Sunday, November 15, 2009

Book Review: Embroideries



Marjane Satrapi has done it again! I have no idea how she can keep using the same family characters over and over again and yet they never get boring and they always seem to have more to give to the reader. Unlike her other memoirs, Embroideries focuses entirely on the women in her family.

The "story" begins with an explanation on how Iranian tea is made and its ability to bring people together in order to talk and share experiences. It is the sharing of these women's experiences that drives this book. Satrapi's mother, grandmother, cousins, aunts, and various other relatives discuss losing their virginity, the hazards of marriage, and the pleasures of being a mistress. Some women even discuss the liberation and sexual freedom that is felt from divorceThough little is told about each character's life, outside of her sexual experiences, it gives more than a glimpse into the sex lives of women in Tehran. Many of the women have had similar sexual histories, but each has her own interpretation and tells it with her own specific flair.

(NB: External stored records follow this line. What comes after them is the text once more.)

//! Errors raised at the storage boundary.
//!
//! A missing entity is not an error: lookups return `Ok(None)` and the page
//! layer turns that into a not-found page. Everything here is either fatal at
//! startup (`Connect`, `Probe`) or fatal for the request that hit it.

use std::time::Duration;
use thiserror::Error;

#[derive(Error, Debug)]
pub enum StoreError {
    #[error("could not connect to database at {path}: {source}")]
    Connect {
        path: String,
        #[source]
        source: sqlx::Error,
    },

    #[error("could not ping database: {0}")]
    Probe(#[source] sqlx::Error),

    #[error("{operation} on '{collection}' timed out after {elapsed:?}")]
    Timeout {
        operation: &'static str,
        collection: &'static str,
        elapsed: Duration,
    },

    #[error("query failed: {0}")]
    Query(#[from] sqlx::Error),

    #[error("could not decode document '{id}' in '{collection}': {source}")]
    Decode {
        collection: &'static str,
        id: String,
        #[source]
        source: serde_json::Error,
    },

    #[error("invalid field path: '{0}'")]
    InvalidFieldPath(String),
}
//! HTML rendering of the view models with Maud.
//!
//! Links carry the page's `html` suffix so the same markup works for the live
//! server (`/project/robot`) and the static build (`/project/robot.html`).

use maud::{html, Markup, DOCTYPE};

use crate::models::{Project, Skill, TableRow, Tool};
use crate::pages::{Home, Page, ProductKind, ProductPage};

/// Root-relative form of an asset URL (`static/css/main.css` or
/// `/static/images/...`).
pub fn asset_url(path: &str) -> String {
    let trimmed = path.trim_start_matches("./").trim_start_matches('/');
    format!("/{}", trimmed)
}

/// Root-relative URL of a page route plus the link suffix.
pub fn page_url(route: &str, html: &str) -> String {
    let route = route.trim_start_matches('/');
    if route.is_empty() {
        return if html.is_empty() {
            "/".to_string()
        } else {
            format!("/index{}", html)
        };
    }
    format!("/{}{}", route, html)
}

fn layout(page: &Page, body: Markup) -> Markup {
    html! {
        (DOCTYPE)
        html lang="en" {
            head {
                meta charset="utf-8";
                meta name="viewport" content="width=device-width, initial-scale=1";
                title { (page.title) }
                link rel="stylesheet" href=(asset_url("static/css/main.css"));
                @if !page.css.is_empty() {
                    link rel="stylesheet" href=(asset_url(&format!("static/css/{}.css", page.css)));
                }
                script src=(asset_url("static/js/menuControl.js")) defer {}
            }
            body class=(page.css) {
                header {
                    nav {
                        a href=(page_url("", &page.html)) { "Portfolio" }
                        " "
                        a href=(page_url("impressum", &page.html)) { "Impressum" }
                    }
                }
                main { (body) }
                footer {
                    a href=(page_url("impressum", &page.html)) { "Impressum" }
                }
            }
        }
    }
}

fn skill_list(heading: &str, skills: &[Skill]) -> Markup {
    html! {
        @if !skills.is_empty() {
            section class="skills" {
                h2 { (heading) }
                ul {
                    @for skill in skills {
                        li {
                            (skill.name)
                            @for (key, value) in &skill.fields {
                                @if let Some(text) = value.as_str() {
                                    " " span class=(key) { (text) }
                                } @else if value.is_number() {
                                    " " span class=(key) { (value.to_string()) }
                                }
                            }
                        }
                    }
                }
            }
        }
    }
}

fn project_card(project: &Project, html_suffix: &str) -> Markup {
    html! {
        a.card href=(page_url(&format!("project/{}", project.id), html_suffix)) {
            img src=(asset_url(&project.img)) alt=(project.name);
            h3 { (project.name) }
            span.year { (project.date) }
            @if !project.short.is_empty() {
                p { (project.short) }
            }
        }
    }
}

fn tool_list(tools: &[Tool], html_suffix: &str) -> Markup {
    html! {
        @if !tools.is_empty() {
            section class="software" {
                h2 { "Software" }
                ul {
                    @for tool in tools {
                        li {
                            a href=(page_url(&format!("tool/{}", tool.id), html_suffix)) { (tool.name) }
                        }
                    }
                }
            }
        }
    }
}

pub fn home(home: &Home) -> String {
    let body = html! {
        @for (category, projects) in &home.categories {
            section class="category" id=(category) {
                h2 { (category) }
                div.cards {
                    @for project in projects {
                        (project_card(project, &home.page.html))
                    }
                }
            }
        }
        (skill_list("Education", &home.education))
        (skill_list("Programming Languages", &home.prog_lang))
        (tool_list(&home.software, &home.page.html))
        (skill_list("Other Skills", &home.other_skills))
        (skill_list("Languages", &home.languages))
    };
    layout(&home.page, body).into_string()
}

fn table_cell(row: &TableRow, html_suffix: &str) -> Markup {
    html! {
        @match &row.link {
            Some(link) => {
                a href=(page_url(link, html_suffix)) { (row.name) }
            }
            None => {
                (row.name)
            }
        }
    }
}

pub fn product(product: &ProductPage) -> String {
    let body = html! {
        @if product.noproduct {
            h1 { (product.page.title) }
            p { "There is nothing here." }
            a href=(page_url("", &product.page.html)) { "Back to the overview" }
        } @else {
            article class=(kind_class(product)) {
                h1 { (product.page.title) }
                img src=(asset_url(&product.image)) alt=(product.page.title);
                p { (product.description) }
                @if !product.external.is_empty() {
                    a.external href=(product.external) rel="noopener" { "Website" }
                }
                @for (section, rows) in &product.table {
                    @if !rows.is_empty() {
                        table {
                            thead { tr { th { (section) } } }
                            tbody {
                                @for row in rows {
                                    tr { td { (table_cell(row, &product.page.html)) } }
                                }
                            }
                        }
                    }
                }
            }
        }
    };
    layout(&product.page, body).into_string()
}

fn kind_class(product: &ProductPage) -> &'static str {
    match product.kind {
        ProductKind::Project => "project",
        ProductKind::Tool => "tool",
    }
}

pub fn impressum(page: &Page) -> String {
    let body = html! {
        h1 { (page.title) }
        p { "Responsible for the content of this site is its author." }
    };
    layout(page, body).into_string()
}

pub fn error(page: &Page) -> String {
    let body = html! {
        h1 { (page.title) }
        a href=(page_url("", &page.html)) { "Back to the overview" }
    };
    layout(page, body).into_string()
}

Though the subject matter is obviously sexual, Satrapi is able to discuss these issues without using any profanity or excessively crude language. Despite the fact that sex is the focus of the graphic novel, it is actually about sexuality in general and how is changes throughout a woman's life.

Unlike many other graphic novels, this story is not told in boxes of strips. Instead, it is drawn more like a sketch of a conversation in which there are drawings of many people on one page with speech bubbles going back and forth without being confined to a box. I previously referred to it as a "story" because there is no driving plot and really not much action at all. As shown through the artwork, the driving force of the novel is a conversation or discussion about sexaulity. Therefore, there is no need to have an explicit beginning, middle of end. Instead, each character's story merges into another to make a cacophony of voices.

I found this to be one of Satrapi's greatest works. Readers of hers will remember the characters from her other works, but they appear to be completely different in this book. Though they are not out of character, the reader certainly gets a different view that is not seen in any of her previous works. It is refreshing, interestings, enlightening, enjoyable, and most of all very endearing.